Mentimi, dimmi bugie
Conosci Anton Braga: si è elevato dalla povertà ed è diventato il più pericoloso sicario di un cartello. Lo chiamavano il Fantasma, e la maggior parte lo temeva. Ora, prendendo in mano l'attività di suo padre al posto del fratello, Anton è costretto a considerare un matrimonio con la bella ma testarda Mariana. Un matrimonio formerebbe una forte alleanza tra le loro famiglie. Nessuno oserebbe opporsi a lui... tranne Mariana stessa.
Lei pensa che lui sia il diavolo e non si sbaglia completamente. E cosa succede quando cerchi di domare il diavolo? Ti fai male.
Quando le cose prendono una piega tragica, Mariana riesce a fuggire, pensando di essersi liberata dalla vita del cartello. Non sa che nessuno può sfuggire al suo futuro marito... nemmeno lei.
Capitolo 1.
QUATTRO ANNI FA
MARIANA
Il mio corpo si irrigidì quando mio padre pronunciò quelle parole. Per me suonarono come un campanello d'allarme.
«Mariana, è una cosa buona. Braga è un brav'uomo», continuò mio padre. Non sembrava accorgersi che ero terrorizzata.
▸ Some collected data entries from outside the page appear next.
//! Transport layer abstraction for the sync engine.
//!
//! A [`Connector`] performs one handshake with the hub and hands back a
//! [`Session`]: a pair of channels carrying decoded commands out and decoded
//! frames in. The session ends when the incoming channel closes. Reconnect
//! policy lives one level up in [`crate::connection`].
//!
//! Concrete connectors:
//! - [`ws::WsConnector`]: WebSocket client using JSON text frames
//! - [`loopback::LoopbackConnector`]: in-process channels for testing

pub mod loopback;
pub mod ws;

use std::fmt;
use std::future::Future;

use tokio::sync::mpsc;

use planner_proto::command::ClientCommand;
use planner_proto::event::ServerFrame;
use planner_proto::task::UserId;

/// Describes which kind of transport is in use.
#[derive(Debug, Clone, Copy, PartialEq, Eq)]
pub enum TransportType {
    /// WebSocket connection to a hub.
    WebSocket,
    /// In-process loopback for testing.
    Loopback,
}

impl fmt::Display for TransportType {
    fn fmt(&self, f: &mut fmt::Formatter<'_>) -> fmt::Result {
        match self {
            Self::WebSocket => write!(f, "WebSocket"),
            Self::Loopback => write!(f, "Loopback"),
        }
    }
}

/// Errors that can occur during transport operations.
#[derive(Debug, thiserror::Error)]
pub enum TransportError {
    /// The connection to the hub has been closed.
    #[error("connection closed")]
    ConnectionClosed,

    /// The operation timed out before completing.
    #[error("transport operation timed out")]
    Timeout,

    /// The hub could not be reached at the given address.
    #[error("hub at {0} is unreachable")]
    Unreachable(String),

    /// The hub answered the handshake with something other than `welcome`.
    #[error("handshake rejected: {0}")]
    Handshake(String),

    /// An underlying I/O error occurred.
    #[error("transport I/O error: {0}")]
    Io(#[from] std::io::Error),
}

/// One live connection to the hub.
///
/// Dropping `outgoing` asks the transport to close the connection. The
/// transport closes `incoming` when the connection goes away for any reason.
#[derive(Debug)]
pub struct Session {
    /// Identity the hub registered for this session.
    pub user: UserId,
    /// Commands to deliver to the hub.
    pub outgoing: mpsc::Sender<ClientCommand>,
    /// Frames pushed by the hub, in arrival order.
    pub incoming: mpsc::Receiver<ServerFrame>,
}

/// Establishes sessions with the hub.
///
/// `connect` performs exactly one attempt. It may take arbitrarily long;
/// callers bound it with their own handshake timeout.
pub trait Connector: Send + Sync + 'static {
    /// Open a session and complete the `hello`/`welcome` handshake.
    fn connect(
        &self,
        user: &UserId,
    ) -> impl Future<Output = Result<Session, TransportError>> + Send;

    /// Return the type of this transport.
    fn transport_type(&self) -> TransportType;
}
Ero nel panico più totale.
Vidi la sua mascella irrigidirsi.
«Sei più grande di quanto fosse tua madre quando ci siamo conosciuti», disse con voce dura, stringendo i pugni.
Mi rattristai al ricordo di mia madre. Kelly Soares era morta quattro anni fa quando una bomba destinata a mio padre esplose nell'auto con cui stava venendo a prendermi a scuola. Quel giorno la sua solita macchina aveva una gomma a terra. Da allora, mio padre non mi ha più permesso di andare da nessuna parte senza almeno due guardie del corpo. Ma sapevo che non lo faceva per amore. Sapeva quanto fosse importante proteggere me, la sua unica figlia ed erede. Se non avessi potuto prendere in mano gli affari, avrebbe trovato un altro modo per usarmi. Come stava facendo ora.
«Inoltre, è più sicuro per te sposarti presto», aggiunse con un sorriso crudele.
La salute di mio padre era peggiorata nell'ultimo anno dopo che i medici gli avevano diagnosticato una demenza precoce. Avevo notato che dimenticava le cose e confondeva le parole. Cercava disperatamente di nasconderlo ai suoi uomini, ma sapevo che non sarebbe passato molto tempo prima che non potesse più farlo. Le uniche persone a conoscenza della sua malattia eravamo io, il suo medico e la nostra governante e tata, Luana, che era con noi da quando avevo cinque anni. Era nella stanza con noi, torcendosi nervosamente le mani e cercando di passare inosservata mentre ascoltava la notizia del mio imminente matrimonio con il nuovo boss.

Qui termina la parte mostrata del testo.